Re: [R] Matrix scalar operation that saves memory?

2023-04-13 Thread Richard O'Keefe
"wear your disc quite badly"?
If you can afford a computer with 512 GB of memory,
you can afford to pay $100 for a 2 TB external SSD,
use it as scratch space, and throw it away after a
month of use.  A hard drive is expected to last for
more than 40,000 hours of constant use.  Are you
sure that your own disc is so fragile?  Hard drives
are pretty cheap these days.  You could afford to
pay $50 for a 2 TB external hard drive, use it as
scratch space, and throw it away.

I've been around long enough to remember when the idea
of processing a 1000x1000 matrix in memory was greeted
with hysterical laughter and a recommendation to stop
smoking whatever I was smoking.   (But not old enough
to remember shuffling matrices around on tape.  Shudder.)

If you want to work on two 300GB matrices using a machine
with 512GB of RAM, you are going to be using a disc or
SSD, like it or not.  You can leave it up to the paging
subsystem of your OS, which will do its poor best, or you
can explicitly schedule reads and writes in your program,
and if you use asynchronous I/O it might overlap quite nicely.

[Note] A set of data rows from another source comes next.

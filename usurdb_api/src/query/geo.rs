use url::Url;

use super::common::{Query, QueryCommon};

/// Geographic rate search: all rates within `radius` miles of a point.
///
/// Defaults mirror the residential sweep the pipeline runs per query point:
/// approved default rates, USA, 100-mile radius, up to 30 companies,
/// full detail, 500 entries.
pub struct GeoRateQuery {
    pub common: QueryCommon,
    pub lat: f64,
    pub lon: f64,
    pub radius: f64,
    pub country: String,
    pub co_limit: i64,
    pub is_default: bool,
}

impl GeoRateQuery {
    /// Creates a geographic query centered on the given coordinates.
    pub fn new(lat: f64, lon: f64) -> Self {
        Self {
            common: QueryCommon::default(),
            lat,
            lon,
            radius: 100.0,
            country: "USA".to_string(),
            co_limit: 30,
            is_default: true,
        }
    }

    /// Sets the search radius in miles.
    pub fn with_radius(mut self, radius: f64) -> Self {
        self.radius = radius;
        self
    }

    /// Sets the maximum number of distinct companies returned.
    pub fn with_co_limit(mut self, co_limit: i64) -> Self {
        self.co_limit = co_limit;
        self
    }

    /// Restricts to each utility's default rate schedule (the default) or not.
    pub fn with_is_default(mut self, is_default: bool) -> Self {
        self.is_default = is_default;
        self
    }
}

impl Query for GeoRateQuery {
    fn get_common(&mut self) -> &mut QueryCommon {
        &mut self.common
    }

    fn add_to_url(&self, url: &Url) -> Url {
        let mut url = self.common.add_to_url(url);
        url.query_pairs_mut()
            .append_pair("is_default", if self.is_default { "true" } else { "false" })
            .append_pair("country", self.country.as_str())
            .append_pair("lat", &self.lat.to_string())
            .append_pair("lon", &self.lon.to_string())
            .append_pair("radius", &self.radius.to_string())
            .append_pair("co_limit", &self.co_limit.to_string());
        url
    }
}
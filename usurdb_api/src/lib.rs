mod client;
mod errors;
mod query;
pub mod types;
pub use self::client::Client;
pub use self::errors::Error;
pub use self::query::{
    DetailLevel, GeoRateQuery, OrderBy, Query, Sector, SortDirection, UtilityRateQuery,
};
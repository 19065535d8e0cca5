//! JSON output files: one per state plus the national rollup.
//!
//! Each file is serialized fully before a single write call, so an
//! interrupted run leaves no partial state file behind.

use std::fs;
use std::path::{Path, PathBuf};

use anyhow::{Context, Result};
use utilityrates_lib::aggregate::{to_pretty_json, NationalSummary, StateSummary};

/// Writes one state's summary to `<out_dir>/states/<ST>.json`.
pub fn write_state_file(out_dir: &Path, summary: &StateSummary) -> Result<PathBuf> {
    let states_dir = out_dir.join("states");
    fs::create_dir_all(&states_dir)
        .with_context(|| format!("creating {}", states_dir.display()))?;
    let path = states_dir.join(format!("{}.json", summary.state));
    let json = to_pretty_json(summary)?;
    fs::write(&path, json).with_context(|| format!("writing {}", path.display()))?;
    Ok(path)
}

/// Writes the national rollup to `<out_dir>/national_utility_rates.json`.
pub fn write_national_file(out_dir: &Path, national: &NationalSummary) -> Result<PathBuf> {
    fs::create_dir_all(out_dir).with_context(|| format!("creating {}", out_dir.display()))?;
    let path = out_dir.join("national_utility_rates.json");
    let json = to_pretty_json(national)?;
    fs::write(&path, json).with_context(|| format!("writing {}", path.display()))?;
    Ok(path)
}
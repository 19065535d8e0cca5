mod common;
pub use self::common::{DetailLevel, Query, Sector, SortDirection};

mod geo;
pub use self::geo::GeoRateQuery;

mod utility;
pub use self::utility::{OrderBy, UtilityRateQuery};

Assuming for the sake of arithmetic that your matrix
elements are complex numbers represented as pairs of
double precision floats, that's 16 bytes per element,
or 300e9/16 = 1.975e10 elements = n^2 elements where n = 136,930.
Other than adding, subtracting, and multiplying by a scalar,
there's not much you can do with an nxn matrix that won't take
time proportional to n^3.

Is there any way you can divide the matrix into (possibly
overlapping) blocks and do the work on a cluster?  Or a
block at a time?


On Wed, 12 Apr 2023 at 15:54, Shunran Zhang <
szh...@ngs.gen-info.osaka-u.ac.jp> wrote:

> Thanks for the info.
>
> For the data type, my matrix as of now is indeed a matrix in a perfect
> square shape filled in a previous segment of code, but I believe I could
> extract one row/column at a time to do some processing. I can also
> change that previous part of code to change the data type of it to
> something else if that helps.
>
> Saving it to a file for manipulation and reading it back seems to be
> quite IO intensive - writing 600G of data and reading 300G back from a
> hard drive would make the code extremely heavy as well as wear my disk
> quite badly.
>
> For now I'll try the row-by-row method and hope it works...
>
> Sincerely,
> S. Zhang
>
>
> On 2023/04/12 12:39, avi.e.gr...@gmail.com wrote:
> > The example given does not leave room for even a single copy of your
> matrix
> > so, yes, you need alternatives.
> >
> > Your example was fairly trivial as all you wanted to do is subtract each
> > value from 100 and replace it. Obviously something like squaring a matrix
> > has no trivial way to do without multiple copies out there that won't
> fit.
> >
> > One technique that might work is a nested loop that changes one cell of
> the
> > matrix at a time and in-place. A variant of this might be a singe loop
> that
> > changes a single row (or column) at a time and in place.
> >
> > Another odd concept is to save your matrix in a file with some format you
> > can read back in such as a line or row at a time, and then do the
> > subtraction from 100 and write it back to disk in another file. If you
> need
> > it again, I assume you can read it in but perhaps you should consider
> how to
> > increase some aspects of your "memory".
> >
> > Is your matrix a real matrix type or something like a list of lists or a
> > data.frame? You may do better with some data structures that are more
> > efficient than others.
> >
> > Some OS allow you to use virtual memory that is mapped in and out from
> the
> > disk that allows larger things to be done, albeit often much slower. I
> also
> > note that you can remove some things you are not using and hope garbage
> > collection happens soon enough.
> >
> > -Original Message-
> > From: R-help  On Behalf Of Shunran Zhang
> > Sent: Tuesday, April 11, 2023 10:21 PM
> > To: r-help@r-project.org
> > Subject: [R] Matrix scalar operation that saves memory?
> >
> > Hi all,
> >
> > I am currently working with a quite large matrix that takes 300G of
> > memory. My computer only has 512G of memory. I would need to do a few
> > arithmetic on it with a scalar value. My current code looks like this:
> >
> > mat <- 100 - mat
> >
> > However such code quickly uses up all of the remaining memory and got
> > the R script killed by OOM killer.
> >
> > Are there any more memory-efficient way of doing such operation?
> >
> > Thanks,
> >
> > S. Zhang
> >
> >   [[alternative HTML version deleted]]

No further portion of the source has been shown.